**PROVIDED DATA**
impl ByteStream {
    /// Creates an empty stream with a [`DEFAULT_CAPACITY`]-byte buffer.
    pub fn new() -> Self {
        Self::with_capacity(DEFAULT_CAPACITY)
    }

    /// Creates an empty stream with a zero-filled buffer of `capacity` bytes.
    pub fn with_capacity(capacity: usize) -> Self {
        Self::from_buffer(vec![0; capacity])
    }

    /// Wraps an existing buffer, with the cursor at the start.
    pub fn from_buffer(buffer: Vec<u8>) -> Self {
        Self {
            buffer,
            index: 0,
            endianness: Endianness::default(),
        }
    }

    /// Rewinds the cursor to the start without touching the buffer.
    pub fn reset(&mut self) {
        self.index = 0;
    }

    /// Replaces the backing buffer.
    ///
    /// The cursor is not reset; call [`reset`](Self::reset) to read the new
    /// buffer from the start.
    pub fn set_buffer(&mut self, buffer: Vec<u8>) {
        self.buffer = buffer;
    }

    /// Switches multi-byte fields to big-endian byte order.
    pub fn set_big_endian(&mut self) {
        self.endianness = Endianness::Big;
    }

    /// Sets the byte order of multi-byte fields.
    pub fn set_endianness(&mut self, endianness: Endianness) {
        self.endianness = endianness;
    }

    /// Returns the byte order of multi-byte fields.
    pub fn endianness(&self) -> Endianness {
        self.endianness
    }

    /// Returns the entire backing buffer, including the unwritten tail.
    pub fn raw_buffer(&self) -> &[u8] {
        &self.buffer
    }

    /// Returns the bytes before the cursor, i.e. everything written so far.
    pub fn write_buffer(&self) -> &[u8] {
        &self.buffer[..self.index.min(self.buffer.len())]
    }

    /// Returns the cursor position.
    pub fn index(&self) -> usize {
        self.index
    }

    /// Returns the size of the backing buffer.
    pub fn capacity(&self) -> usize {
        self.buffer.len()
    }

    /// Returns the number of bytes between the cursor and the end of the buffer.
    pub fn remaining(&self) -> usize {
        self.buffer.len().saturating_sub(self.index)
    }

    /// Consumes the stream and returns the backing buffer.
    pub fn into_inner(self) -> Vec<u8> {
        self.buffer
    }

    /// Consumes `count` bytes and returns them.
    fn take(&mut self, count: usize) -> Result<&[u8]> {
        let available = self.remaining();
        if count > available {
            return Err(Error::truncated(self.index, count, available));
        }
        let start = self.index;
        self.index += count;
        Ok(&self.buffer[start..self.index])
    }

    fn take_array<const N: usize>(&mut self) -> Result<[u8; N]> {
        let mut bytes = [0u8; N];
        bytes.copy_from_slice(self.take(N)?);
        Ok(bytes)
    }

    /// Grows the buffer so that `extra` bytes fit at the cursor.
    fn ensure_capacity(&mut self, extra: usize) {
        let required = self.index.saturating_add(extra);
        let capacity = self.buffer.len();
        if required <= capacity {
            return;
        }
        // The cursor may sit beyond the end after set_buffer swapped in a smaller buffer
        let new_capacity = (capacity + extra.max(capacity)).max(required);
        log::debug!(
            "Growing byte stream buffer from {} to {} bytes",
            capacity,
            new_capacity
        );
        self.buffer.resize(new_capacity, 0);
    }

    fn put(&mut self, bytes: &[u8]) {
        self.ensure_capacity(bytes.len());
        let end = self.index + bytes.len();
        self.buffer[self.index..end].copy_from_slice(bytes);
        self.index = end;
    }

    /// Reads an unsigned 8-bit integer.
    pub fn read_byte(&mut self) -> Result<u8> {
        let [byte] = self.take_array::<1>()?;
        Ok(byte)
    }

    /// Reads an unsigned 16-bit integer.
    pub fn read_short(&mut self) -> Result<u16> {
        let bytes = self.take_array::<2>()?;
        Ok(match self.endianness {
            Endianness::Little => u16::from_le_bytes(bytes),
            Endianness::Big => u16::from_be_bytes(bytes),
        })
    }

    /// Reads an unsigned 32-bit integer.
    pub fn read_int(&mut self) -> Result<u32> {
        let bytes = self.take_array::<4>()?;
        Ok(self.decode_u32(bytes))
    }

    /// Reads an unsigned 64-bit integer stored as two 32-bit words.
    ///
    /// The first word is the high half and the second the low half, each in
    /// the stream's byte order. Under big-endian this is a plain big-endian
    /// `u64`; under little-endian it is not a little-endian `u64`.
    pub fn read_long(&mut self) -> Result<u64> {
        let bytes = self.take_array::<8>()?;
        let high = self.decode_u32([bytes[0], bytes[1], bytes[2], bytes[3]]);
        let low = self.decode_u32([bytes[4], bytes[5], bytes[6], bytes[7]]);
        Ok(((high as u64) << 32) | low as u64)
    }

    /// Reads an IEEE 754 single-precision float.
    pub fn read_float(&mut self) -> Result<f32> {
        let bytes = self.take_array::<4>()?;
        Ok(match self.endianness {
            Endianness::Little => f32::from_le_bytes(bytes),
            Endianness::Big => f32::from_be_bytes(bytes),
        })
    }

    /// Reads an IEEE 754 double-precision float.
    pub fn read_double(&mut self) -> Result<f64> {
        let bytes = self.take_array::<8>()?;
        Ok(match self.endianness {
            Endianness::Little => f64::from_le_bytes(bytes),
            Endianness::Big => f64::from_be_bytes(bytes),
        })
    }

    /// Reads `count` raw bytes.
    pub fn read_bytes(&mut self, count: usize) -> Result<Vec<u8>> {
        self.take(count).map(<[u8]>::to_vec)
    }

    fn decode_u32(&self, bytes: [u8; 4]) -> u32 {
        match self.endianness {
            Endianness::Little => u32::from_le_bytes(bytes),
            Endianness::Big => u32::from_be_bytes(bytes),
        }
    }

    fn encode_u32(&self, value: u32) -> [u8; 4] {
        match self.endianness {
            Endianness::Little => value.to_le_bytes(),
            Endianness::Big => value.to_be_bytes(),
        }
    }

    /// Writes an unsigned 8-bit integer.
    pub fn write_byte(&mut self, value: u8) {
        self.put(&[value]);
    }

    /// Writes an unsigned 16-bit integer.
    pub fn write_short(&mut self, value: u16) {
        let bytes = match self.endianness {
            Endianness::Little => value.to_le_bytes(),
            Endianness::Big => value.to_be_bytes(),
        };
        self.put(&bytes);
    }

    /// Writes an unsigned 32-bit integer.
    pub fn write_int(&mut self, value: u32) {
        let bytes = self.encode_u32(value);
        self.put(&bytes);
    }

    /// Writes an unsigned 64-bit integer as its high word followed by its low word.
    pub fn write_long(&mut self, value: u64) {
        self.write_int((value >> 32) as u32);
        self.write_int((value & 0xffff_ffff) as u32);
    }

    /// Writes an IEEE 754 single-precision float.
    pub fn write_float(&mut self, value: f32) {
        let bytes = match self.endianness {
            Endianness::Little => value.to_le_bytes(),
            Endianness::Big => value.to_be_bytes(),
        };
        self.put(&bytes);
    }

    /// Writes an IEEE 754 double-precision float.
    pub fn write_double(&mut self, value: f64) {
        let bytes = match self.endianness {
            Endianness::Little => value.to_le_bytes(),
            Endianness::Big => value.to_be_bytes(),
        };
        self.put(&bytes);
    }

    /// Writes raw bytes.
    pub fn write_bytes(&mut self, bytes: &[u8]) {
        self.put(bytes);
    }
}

---

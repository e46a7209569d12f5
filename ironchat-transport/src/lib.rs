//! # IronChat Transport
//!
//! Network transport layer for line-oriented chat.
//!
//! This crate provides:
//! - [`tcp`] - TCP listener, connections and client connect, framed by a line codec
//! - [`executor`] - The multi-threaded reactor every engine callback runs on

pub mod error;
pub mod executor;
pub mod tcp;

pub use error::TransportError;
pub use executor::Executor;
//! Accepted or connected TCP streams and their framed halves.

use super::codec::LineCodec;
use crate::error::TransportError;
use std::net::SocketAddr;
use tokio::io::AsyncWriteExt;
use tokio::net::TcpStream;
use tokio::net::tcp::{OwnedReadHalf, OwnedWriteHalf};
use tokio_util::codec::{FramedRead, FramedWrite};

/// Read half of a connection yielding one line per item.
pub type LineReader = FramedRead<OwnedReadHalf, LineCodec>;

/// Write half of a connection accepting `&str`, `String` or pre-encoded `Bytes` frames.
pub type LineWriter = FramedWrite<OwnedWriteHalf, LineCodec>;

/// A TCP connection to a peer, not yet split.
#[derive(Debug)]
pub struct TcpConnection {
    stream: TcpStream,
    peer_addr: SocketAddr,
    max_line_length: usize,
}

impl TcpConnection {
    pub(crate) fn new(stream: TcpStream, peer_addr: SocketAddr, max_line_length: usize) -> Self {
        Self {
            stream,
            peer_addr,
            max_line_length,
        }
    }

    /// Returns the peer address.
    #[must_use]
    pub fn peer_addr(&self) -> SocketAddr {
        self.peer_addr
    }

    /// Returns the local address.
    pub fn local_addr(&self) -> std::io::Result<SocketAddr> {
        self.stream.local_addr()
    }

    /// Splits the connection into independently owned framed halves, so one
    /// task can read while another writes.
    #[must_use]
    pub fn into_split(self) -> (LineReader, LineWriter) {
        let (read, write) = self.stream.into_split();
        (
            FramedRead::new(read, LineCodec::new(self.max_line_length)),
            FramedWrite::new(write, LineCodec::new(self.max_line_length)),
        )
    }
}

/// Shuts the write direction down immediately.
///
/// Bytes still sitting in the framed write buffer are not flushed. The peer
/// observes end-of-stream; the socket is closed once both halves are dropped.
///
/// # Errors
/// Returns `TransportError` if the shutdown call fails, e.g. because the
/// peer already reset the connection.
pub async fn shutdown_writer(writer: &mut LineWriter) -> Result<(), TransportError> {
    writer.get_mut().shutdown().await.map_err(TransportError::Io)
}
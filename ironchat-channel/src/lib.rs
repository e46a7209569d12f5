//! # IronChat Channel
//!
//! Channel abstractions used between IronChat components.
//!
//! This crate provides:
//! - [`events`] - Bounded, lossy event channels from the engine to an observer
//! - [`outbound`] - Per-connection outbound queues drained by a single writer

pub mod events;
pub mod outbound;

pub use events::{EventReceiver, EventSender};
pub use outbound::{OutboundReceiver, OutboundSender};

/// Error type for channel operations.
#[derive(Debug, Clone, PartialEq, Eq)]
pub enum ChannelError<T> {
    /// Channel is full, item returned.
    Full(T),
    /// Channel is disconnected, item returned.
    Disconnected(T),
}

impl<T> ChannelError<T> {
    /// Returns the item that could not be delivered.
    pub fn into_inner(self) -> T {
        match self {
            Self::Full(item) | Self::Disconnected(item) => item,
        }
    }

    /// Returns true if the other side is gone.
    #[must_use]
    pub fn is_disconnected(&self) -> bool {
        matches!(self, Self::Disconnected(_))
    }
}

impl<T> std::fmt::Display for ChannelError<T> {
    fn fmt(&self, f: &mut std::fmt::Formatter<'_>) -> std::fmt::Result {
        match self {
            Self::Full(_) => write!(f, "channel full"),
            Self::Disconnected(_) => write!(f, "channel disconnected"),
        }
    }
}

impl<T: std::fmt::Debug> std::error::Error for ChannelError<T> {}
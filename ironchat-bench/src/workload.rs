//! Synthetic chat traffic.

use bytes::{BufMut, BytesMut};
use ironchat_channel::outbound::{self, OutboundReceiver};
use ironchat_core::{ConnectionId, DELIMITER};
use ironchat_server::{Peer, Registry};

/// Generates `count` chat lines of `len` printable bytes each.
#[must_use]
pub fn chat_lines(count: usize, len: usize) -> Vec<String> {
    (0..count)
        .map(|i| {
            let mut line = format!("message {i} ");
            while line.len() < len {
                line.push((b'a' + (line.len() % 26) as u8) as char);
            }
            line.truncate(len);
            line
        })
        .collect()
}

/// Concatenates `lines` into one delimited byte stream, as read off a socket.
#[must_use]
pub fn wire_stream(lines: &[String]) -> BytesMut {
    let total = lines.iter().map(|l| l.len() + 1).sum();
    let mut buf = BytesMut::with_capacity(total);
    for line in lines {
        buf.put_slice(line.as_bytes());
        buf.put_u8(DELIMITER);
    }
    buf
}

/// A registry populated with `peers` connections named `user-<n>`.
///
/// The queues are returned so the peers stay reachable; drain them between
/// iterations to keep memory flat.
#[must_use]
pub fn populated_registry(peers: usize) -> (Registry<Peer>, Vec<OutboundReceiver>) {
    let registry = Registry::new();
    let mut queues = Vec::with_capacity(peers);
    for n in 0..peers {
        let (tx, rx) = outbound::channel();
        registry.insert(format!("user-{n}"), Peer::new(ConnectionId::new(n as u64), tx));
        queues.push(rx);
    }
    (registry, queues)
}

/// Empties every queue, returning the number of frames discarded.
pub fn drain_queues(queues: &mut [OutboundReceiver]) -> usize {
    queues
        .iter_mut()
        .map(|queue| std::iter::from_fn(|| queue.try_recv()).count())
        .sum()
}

...

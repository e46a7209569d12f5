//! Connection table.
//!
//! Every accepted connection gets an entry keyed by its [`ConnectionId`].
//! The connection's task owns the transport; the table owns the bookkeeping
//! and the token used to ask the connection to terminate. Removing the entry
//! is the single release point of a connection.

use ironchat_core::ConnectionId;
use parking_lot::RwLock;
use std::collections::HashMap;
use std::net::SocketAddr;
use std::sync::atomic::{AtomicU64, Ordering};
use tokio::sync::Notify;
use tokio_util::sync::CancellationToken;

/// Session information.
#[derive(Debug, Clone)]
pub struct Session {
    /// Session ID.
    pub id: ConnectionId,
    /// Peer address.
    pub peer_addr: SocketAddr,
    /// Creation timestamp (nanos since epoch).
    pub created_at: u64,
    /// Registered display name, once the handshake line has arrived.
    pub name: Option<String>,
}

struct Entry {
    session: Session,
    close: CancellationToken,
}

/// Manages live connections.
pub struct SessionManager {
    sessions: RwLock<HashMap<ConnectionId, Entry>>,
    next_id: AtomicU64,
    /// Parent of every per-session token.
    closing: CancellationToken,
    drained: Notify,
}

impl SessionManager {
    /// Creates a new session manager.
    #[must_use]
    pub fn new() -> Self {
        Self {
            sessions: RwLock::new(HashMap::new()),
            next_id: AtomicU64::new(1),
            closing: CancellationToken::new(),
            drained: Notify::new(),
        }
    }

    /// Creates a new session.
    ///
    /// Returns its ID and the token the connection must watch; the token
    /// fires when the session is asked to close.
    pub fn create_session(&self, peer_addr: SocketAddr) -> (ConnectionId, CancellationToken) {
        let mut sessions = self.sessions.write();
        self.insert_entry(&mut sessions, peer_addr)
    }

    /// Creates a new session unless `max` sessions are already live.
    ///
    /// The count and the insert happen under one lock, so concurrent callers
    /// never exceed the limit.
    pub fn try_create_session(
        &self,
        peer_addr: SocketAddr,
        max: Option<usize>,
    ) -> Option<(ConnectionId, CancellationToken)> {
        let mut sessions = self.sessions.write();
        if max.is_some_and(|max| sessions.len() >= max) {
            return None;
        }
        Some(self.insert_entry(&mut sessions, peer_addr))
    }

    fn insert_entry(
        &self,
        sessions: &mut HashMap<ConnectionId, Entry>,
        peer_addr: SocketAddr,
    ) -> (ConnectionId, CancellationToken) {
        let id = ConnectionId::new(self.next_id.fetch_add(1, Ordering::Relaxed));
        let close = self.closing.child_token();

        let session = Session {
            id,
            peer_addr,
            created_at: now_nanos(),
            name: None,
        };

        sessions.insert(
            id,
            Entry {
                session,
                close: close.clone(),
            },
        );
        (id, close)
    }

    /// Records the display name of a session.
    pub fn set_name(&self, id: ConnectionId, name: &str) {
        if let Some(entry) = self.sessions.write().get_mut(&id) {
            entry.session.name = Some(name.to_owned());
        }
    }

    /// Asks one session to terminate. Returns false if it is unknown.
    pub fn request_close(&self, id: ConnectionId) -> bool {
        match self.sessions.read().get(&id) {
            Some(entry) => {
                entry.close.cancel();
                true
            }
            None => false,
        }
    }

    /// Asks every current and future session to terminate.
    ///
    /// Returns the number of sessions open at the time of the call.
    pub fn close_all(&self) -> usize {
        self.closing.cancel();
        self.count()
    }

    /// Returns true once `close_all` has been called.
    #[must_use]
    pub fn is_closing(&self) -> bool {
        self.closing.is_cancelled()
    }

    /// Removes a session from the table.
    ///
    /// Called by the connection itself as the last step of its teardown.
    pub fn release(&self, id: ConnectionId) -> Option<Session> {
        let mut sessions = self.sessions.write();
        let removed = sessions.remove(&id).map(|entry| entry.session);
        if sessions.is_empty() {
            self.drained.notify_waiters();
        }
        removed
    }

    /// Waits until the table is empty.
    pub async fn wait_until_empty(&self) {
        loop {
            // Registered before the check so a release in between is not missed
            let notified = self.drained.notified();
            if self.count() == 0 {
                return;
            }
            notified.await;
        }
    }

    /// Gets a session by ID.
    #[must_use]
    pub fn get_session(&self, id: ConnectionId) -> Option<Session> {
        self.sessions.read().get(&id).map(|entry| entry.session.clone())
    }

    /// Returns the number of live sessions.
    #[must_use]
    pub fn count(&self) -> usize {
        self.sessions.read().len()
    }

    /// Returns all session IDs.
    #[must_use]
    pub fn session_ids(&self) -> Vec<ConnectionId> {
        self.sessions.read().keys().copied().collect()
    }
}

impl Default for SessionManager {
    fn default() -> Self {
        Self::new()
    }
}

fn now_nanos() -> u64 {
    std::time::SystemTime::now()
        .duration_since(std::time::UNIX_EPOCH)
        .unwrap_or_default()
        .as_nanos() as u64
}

**TASK TO COMPLETE**
Please give the number of lines in the entries that contain the word "RwLock", and nothing besides it.

**WRITTEN ANSWER**
3